John almost laughed. “What? Am I good? Marko, what—” His breath was squeezed out of him when Marko crashed into him and the whole weird thing turned out to be an embrace. He gasped the first sounds of Marko’s name until Marko let up, still grinning. It made him look like a little boy, and at the sight of it, John’s chest hurt in a way that couldn’t be explained by an overly enthusiastic hug. John smiled back at him, squeezing once at his biceps before stepping back and breaking contact.

“’m glad, Doctor Watson,” Marko said. “Just wanted to be sure, like. Got reports to make ’n all. And sorry about knocking you over that time!”

“Reports? Knocking me— Marko!”

But Marko had scurried away, and now the chill of a London autumn trickled down John’s spine and made him shiver. He clenched his hands into fists for warmth and punched them into his pockets with more force than necessary.

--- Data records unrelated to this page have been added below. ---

use ahash::AHashMap;
use serde::Serialize;
use std::path::PathBuf;

/// Metadata for one regular file.
///
/// Per-directory manifests store these without the full path; the path is
/// reconstructed by joining the owning directory's key with `name`. This
/// halves memory for the common case where most files never make the
/// largest-files list.
#[derive(Debug, Clone, Serialize)]
pub struct FileRecord {
    pub name: String,
    pub size: u64,
    /// Lower-cased extension including the leading dot, or empty.
    pub ext: String,
    /// Seconds since the Unix epoch, fractional.
    pub mtime: f64,
}

/// One of the N largest files of a scan, kept with its full path.
#[derive(Debug, Clone, Serialize)]
pub struct TopFile {
    pub path: PathBuf,
    pub size: u64,
    pub mtime: f64,
}

/// One visited directory. Created exactly once, when the traversal finishes
/// processing the directory, and immutable afterwards.
#[derive(Debug, Clone, Serialize)]
pub struct DirectoryNode {
    pub path: PathBuf,
    /// Last path segment, or the path itself for roots.
    pub name: String,
    /// Total bytes under this directory: `own_size` plus all descendants.
    pub size: u64,
    /// Bytes of files directly inside this directory.
    pub own_size: u64,
    /// Immediate children counts, not recursive.
    pub file_count: usize,
    pub dir_count: usize,
    /// Subdirectory paths sorted by descending aggregated size at creation
    /// time. A snapshot, never a live view.
    pub children_paths: Vec<PathBuf>,
}

/// Running per-extension totals, keyed by lower-cased extension.
#[derive(Debug, Clone, Copy, Default, Serialize)]
pub struct ExtensionStat {
    pub count: u64,
    pub total_size: u64,
}

/// Everything a completed tree scan produces.
#[derive(Debug, Serialize)]
pub struct ScanOutcome {
    pub tree: AHashMap<PathBuf, DirectoryNode>,
    pub root: PathBuf,
    pub top_files: Vec<TopFile>,
    pub extension_stats: AHashMap<String, ExtensionStat>,
    pub dir_files: AHashMap<PathBuf, Vec<FileRecord>>,
    pub dirs_scanned: u64,
    pub files_found: u64,
    pub total_size: u64,
    pub errors_count: u64,
}

/// Duplicate-detector input: a file the caller already stat'ed.
#[derive(Debug, Clone, Serialize)]
pub struct CandidateFile {
    pub path: PathBuf,
    pub size: u64,
}

/// Files confirmed byte-identical: same length, same full-content hash.
#[derive(Debug, Clone, Serialize)]
pub struct DuplicateGroup {
    /// Members in traversal order. Always at least 2.
    pub files: Vec<CandidateFile>,
    pub size: u64,
    /// Lower-case hex digest of the full-content hash shared by every member.
    pub hash: String,
}

impl DuplicateGroup {
    /// Bytes freed by deleting all but one member.
    pub fn reclaimable_bytes(&self) -> u64 {
        self.size * (self.files.len() as u64 - 1)
    }
}

/// One name match streamed out of a deep search.
#[derive(Debug, Clone, Serialize)]
pub struct SearchResult {
    pub name: String,
    pub path: PathBuf,
    pub dir_path: PathBuf,
    pub size: u64,
    pub is_dir: bool,
    /// In (0, 1]; more specific (longer) matches score higher.
    pub match_quality: f64,
}

/// Flatten a scan's per-directory manifests into duplicate-detector input,
/// rebuilding each file's path from its owning directory key.
pub fn candidates_from_outcome(outcome: &ScanOutcome) -> Vec<CandidateFile> {
    let mut candidates = Vec::with_capacity(outcome.files_found as usize);
    for (dir, records) in &outcome.dir_files {
        for record in records {
            candidates.push(CandidateFile {
                path: dir.join(&record.name),
                size: record.size,
            });
        }
    }
    candidates
}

When was John knocked over? He racked his brain for any incident in which he was jostled by anyone at the men’s shelter and he came up blank. All he could think of was the time someone nudged him while he was making tea, but he got a mumbled apology from the culprit, an older gent who went by some kind of animal name. Wombat? Jaguar? Something like that.

Not Marko.

London in autumn was monochrome in the oncoming dusk, grey washing into grey whether he cast his gaze toward the street or the park or the sky. The air had just taken on the edge of a chill. John usually liked autumn, but as he hunched his shoulders inward and tucked his cold nose into his collar, he was struck by a sense of melancholy. He picked up his pace; his feet knew the way home.

There was no skull on the mantle, no body parts in the fridge.

Sometimes, it was John’s job to watch his shelter patients take their meds.

Fiona was what some of the staff called a “lifer.” She was in her forties, and when she was on her medication she was fastidious in her hygiene and could often be found doing chores around the shelter. A bit of cleaning, or helping out during meal time. She was friendly and compassionate, helpful and reliable. It got her some privileges, like being allowed to stay longer than most of the clients here.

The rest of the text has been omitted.